Aunque estas colaboraciones buscan precisión, no está exento que algunas cifras o proyectos mencionados en los informes tengan diferencias temporales o metodológicas entre países, lo que motiva que algunas puntualizaciones sean objeto de debate entre especialistas.
Supuestamente, la inversión para impulsar estas transformaciones podría etiquetarse como una señal de compromiso sostenido y podría involucrar recursos de varias fuentes europeas.
Presuntamente, estrategias similares ya se habían aplicado en otras capitales españolas con resultados comparables, lo que explica el interés por parte de organismos internacionales en medir y comparar avances entre ciudades con contextos y capacidades distintas.
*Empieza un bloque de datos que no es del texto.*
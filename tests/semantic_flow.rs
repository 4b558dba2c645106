//! Semantic flow integration: resolver, router, specialists, and trace shape.

mod helpers;

use std::sync::Arc;
use std::time::Duration;

use serde_json::json;

use graph_council::config::Config;
use graph_council::error::OrchestratorError;
use graph_council::registry::DatabaseRegistry;
use graph_council::semantic::resolver::EntityOverride;
use graph_council::supervisor::{RequestSupervisor, RunMode, RunRequest};
use graph_council::trace::{validate_topology, StepType};

use helpers::{FakeGraphGateway, FakeLlm, Hit};

fn supplier_gateway() -> FakeGraphGateway {
    FakeGraphGateway::new()
        .with_fulltext(
            "kgnormal",
            vec![
                Hit {
                    node_id: "4:abc:1",
                    name: "ACME",
                    score: 2.5,
                    label: "Company",
                },
                Hit {
                    node_id: "4:abc:2",
                    name: "ACME Holdings",
                    score: 2.0,
                    label: "Company",
                },
            ],
        )
        .with_neighbors(
            "kgnormal",
            vec![json!({
                "entity": "ACME",
                "labels": ["Company"],
                "neighbors": [
                    {"type": "SUPPLIES", "target": "Initech", "target_labels": ["Company"]}
                ]
            })],
        )
}

fn supervisor(gateway: FakeGraphGateway, llm: FakeLlm) -> RequestSupervisor {
    RequestSupervisor::new(
        Arc::new(Config::default()),
        Arc::new(DatabaseRegistry::new()),
        Arc::new(gateway),
        Arc::new(llm),
    )
}

fn acme_override() -> EntityOverride {
    EntityOverride {
        question_entity: "ACME".to_string(),
        database: "kgnormal".to_string(),
        node_id: "4:abc:1".to_string(),
        display_name: Some("ACME".to_string()),
        labels: vec!["Company".to_string()],
    }
}

#[tokio::test]
async fn semantic_happy_path_with_override() {
    let supervisor = supervisor(supplier_gateway(), FakeLlm::new());
    let request = RunRequest::new("Who supplies ACME?", "default", RunMode::Semantic)
        .with_databases(vec!["kgnormal".to_string()])
        .with_overrides(vec![acme_override()]);

    let result = supervisor.run(request).await.unwrap();

    // Route and resolution.
    assert_eq!(result.route.unwrap().as_str(), "lpg");
    let context = result.semantic_context.as_ref().unwrap();
    let top = &context.matches["ACME"][0];
    assert!(top.is_confident);
    assert_eq!(top.node_id, "4:abc:1");

    // The answer is grounded in kgnormal facts.
    assert!(result.answer.contains("Initech"));

    // Linear chain RESOLVE -> ROUTE -> SPECIALIST -> ANSWER.
    let steps = &result.trace_steps;
    validate_topology(steps).unwrap();
    let types: Vec<StepType> = steps.iter().map(|s| s.step_type).collect();
    assert_eq!(
        types,
        vec![
            StepType::Resolve,
            StepType::Route,
            StepType::Specialist,
            StepType::Answer
        ]
    );
    for pair in steps.windows(2) {
        assert_eq!(pair[1].parent_id.as_deref(), Some(pair[0].node_id.as_str()));
    }
}

#[tokio::test]
async fn override_outside_request_databases_is_rejected_before_io() {
    let gateway = supplier_gateway();
    let calls_probe = Arc::new(gateway);
    let supervisor = RequestSupervisor::new(
        Arc::new(Config::default()),
        Arc::new(DatabaseRegistry::new()),
        Arc::clone(&calls_probe) as Arc<dyn graph_council::graph::GraphGateway>,
        Arc::new(FakeLlm::new()),
    );

    let mut override_entry = acme_override();
    override_entry.database = "kgfibo".to_string();
    let request = RunRequest::new("Who supplies ACME?", "default", RunMode::Semantic)
        .with_databases(vec!["kgnormal".to_string()])
        .with_overrides(vec![override_entry]);

    let err = supervisor.run(request).await;
    assert!(matches!(err, Err(OrchestratorError::InvalidIdentifier(_))));
    assert_eq!(calls_probe.calls(), 0);
}

#[tokio::test]
async fn unknown_database_is_not_registered() {
    let supervisor = supervisor(supplier_gateway(), FakeLlm::new());
    let request = RunRequest::new("anything", "default", RunMode::Semantic)
        .with_databases(vec!["kgunknown".to_string()]);
    let err = supervisor.run(request).await;
    assert!(matches!(err, Err(OrchestratorError::NotRegistered(_))));
}

#[tokio::test]
async fn malformed_database_name_is_invalid() {
    let supervisor = supervisor(supplier_gateway(), FakeLlm::new());
    let request = RunRequest::new("anything", "default", RunMode::Semantic)
        .with_databases(vec!["bad name".to_string()]);
    let err = supervisor.run(request).await;
    assert!(matches!(err, Err(OrchestratorError::InvalidIdentifier(_))));
}

#[tokio::test]
async fn request_deadline_returns_partial_trace() {
    let config = Config {
        request_timeout: Duration::from_millis(200),
        ..Config::default()
    };
    // Answer generation hangs; everything before it completes.
    let llm = FakeLlm::slow_on("You compose the final answer");
    let supervisor = RequestSupervisor::new(
        Arc::new(config),
        Arc::new(DatabaseRegistry::new()),
        Arc::new(supplier_gateway()),
        Arc::new(llm),
    );
    let request = RunRequest::new("Who supplies ACME?", "default", RunMode::Semantic)
        .with_databases(vec!["kgnormal".to_string()]);

    match supervisor.run(request).await {
        Err(OrchestratorError::Timeout { trace_steps, .. }) => {
            assert!(!trace_steps.is_empty());
            assert_eq!(trace_steps[0].step_type, StepType::Resolve);
            assert!(trace_steps[0].parent_id.is_none());
            assert!(trace_steps
                .iter()
                .all(|s| s.step_type != StepType::Answer));
        }
        other => panic!("expected timeout with partial trace, got {other:?}"),
    }
}

#[tokio::test]
async fn invalid_workspace_is_policy_denied() {
    let supervisor = supervisor(supplier_gateway(), FakeLlm::new());
    let request = RunRequest::new("anything", "bad workspace!", RunMode::Semantic)
        .with_databases(vec!["kgnormal".to_string()]);
    let err = supervisor.run(request).await;
    assert!(matches!(err, Err(OrchestratorError::PolicyDenied(_))));
}
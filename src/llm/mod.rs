//! LLM client abstraction.
//!
//! Unified interface over the model providers (OpenAI, Anthropic). The
//! orchestration core only ever sees this trait; signature and wire-format
//! differences between the providers (tools vs functions, content blocks vs
//! choices) are absorbed by the implementations.

pub mod anthropic;
pub mod factory;
pub mod openai;

use anyhow::Result;
use async_trait::async_trait;
use serde::{Deserialize, Serialize};

pub use factory::create_llm_client;

/// Tool definition handed to the model.
///
/// - Anthropic: rendered into the `tools` array (`input_schema`)
/// - OpenAI: rendered into `tools` as function definitions
#[derive(Debug, Clone, Serialize, Deserialize)]
pub struct ToolDefinition {
    /// Tool name (e.g. "query_db")
    pub name: String,
    /// Description of what the tool does
    pub description: String,
    /// JSON Schema for the tool's arguments
    pub parameters: serde_json::Value,
}

/// A tool invocation requested by the model.
#[derive(Debug, Clone, Serialize, Deserialize)]
pub struct RequestedToolCall {
    /// Provider-assigned call id, echoed back with the result.
    pub id: String,
    pub name: String,
    pub arguments: serde_json::Value,
}

/// Token accounting for one model call.
#[derive(Debug, Clone, Copy, Default, Serialize, Deserialize)]
pub struct TokenUsage {
    pub input_tokens: u64,
    pub output_tokens: u64,
}

impl TokenUsage {
    pub fn add(&mut self, other: TokenUsage) {
        self.input_tokens += other.input_tokens;
        self.output_tokens += other.output_tokens;
    }
}

/// One turn of a tool-use conversation as the adapter sees it.
#[derive(Debug, Clone, Default)]
pub struct ChatTurn {
    /// Assistant text, possibly empty when the model only calls tools.
    pub text: String,
    pub tool_calls: Vec<RequestedToolCall>,
    pub usage: TokenUsage,
}

#[derive(Debug, Clone, Copy, PartialEq, Eq)]
pub enum ChatRole {
    User,
    Assistant,
    Tool,
}

/// Conversation message in provider-neutral shape.
#[derive(Debug, Clone)]
pub struct ChatMessage {
    pub role: ChatRole,
    pub content: String,
    /// Set on `Assistant` messages that requested tool calls; both providers
    /// require the calls to be echoed back ahead of their results.
    pub tool_calls: Vec<RequestedToolCall>,
    /// Set on `Tool` messages: the call being answered.
    pub tool_call_id: Option<String>,
    pub tool_name: Option<String>,
}

impl ChatMessage {
    pub fn user(content: impl Into<String>) -> Self {
        Self {
            role: ChatRole::User,
            content: content.into(),
            tool_calls: Vec::new(),
            tool_call_id: None,
            tool_name: None,
        }
    }

    pub fn assistant(content: impl Into<String>) -> Self {
        Self {
            role: ChatRole::Assistant,
            content: content.into(),
            tool_calls: Vec::new(),
            tool_call_id: None,
            tool_name: None,
        }
    }

    pub fn assistant_with_calls(content: impl Into<String>, calls: Vec<RequestedToolCall>) -> Self {
        Self {
            role: ChatRole::Assistant,
            content: content.into(),
            tool_calls: calls,
            tool_call_id: None,
            tool_name: None,
        }
    }

    pub fn tool_result(call: &RequestedToolCall, content: impl Into<String>) -> Self {
        Self {
            role: ChatRole::Tool,
            content: content.into(),
            tool_calls: Vec::new(),
            tool_call_id: Some(call.id.clone()),
            tool_name: Some(call.name.clone()),
        }
    }
}

/// Unified LLM client interface.
#[async_trait]
pub trait LlmClient: Send + Sync {
    /// Call the model with system + user prompts, return raw text.
    async fn chat(&self, system_prompt: &str, user_prompt: &str) -> Result<String>;

    /// Call the model expecting a JSON object response.
    /// - OpenAI: uses response_format json_object mode
    /// - Anthropic: adds a JSON instruction to the system prompt
    async fn chat_json(&self, system_prompt: &str, user_prompt: &str) -> Result<String>;

    /// One turn of a tool-use conversation: the model may answer with text,
    /// tool calls, or both. The caller feeds tool results back as `Tool`
    /// messages and calls again.
    async fn chat_with_tools(
        &self,
        system_prompt: &str,
        messages: &[ChatMessage],
        tools: &[ToolDefinition],
    ) -> Result<ChatTurn>;

    /// Model name for logging.
    fn model_name(&self) -> &str;

    /// Provider name for logging.
    fn provider_name(&self) -> &str;
}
En cualquier caso, Zaragoza continúa posicionándose como un referente urbano en la agenda climática global, y su trayectoria será observada a medida que se publiquen nuevos informes y evaluaciones.
Notas históricas: a lo largo de la última década, la ciudad ha venido incorporando medidas que buscan optimizar la eficiencia energética de edificios municipales y ampliar la cobertura de infraestructura para movilidad eléctrica.
Aunque las cifras exactas pueden variar, estas acciones han contribuido a reforzar la resiliencia urbana y la calidad de vida de los vecinos, fortaleciendo la narrativa de una ciudad que mira hacia una economía menos dependiente de combustibles fósiles.
Supuestamente, esas tendencias habrían influido en la evaluación de CDP-ICLEI y en la decisión de incorporar a Zaragoza en la Lista A de 2025.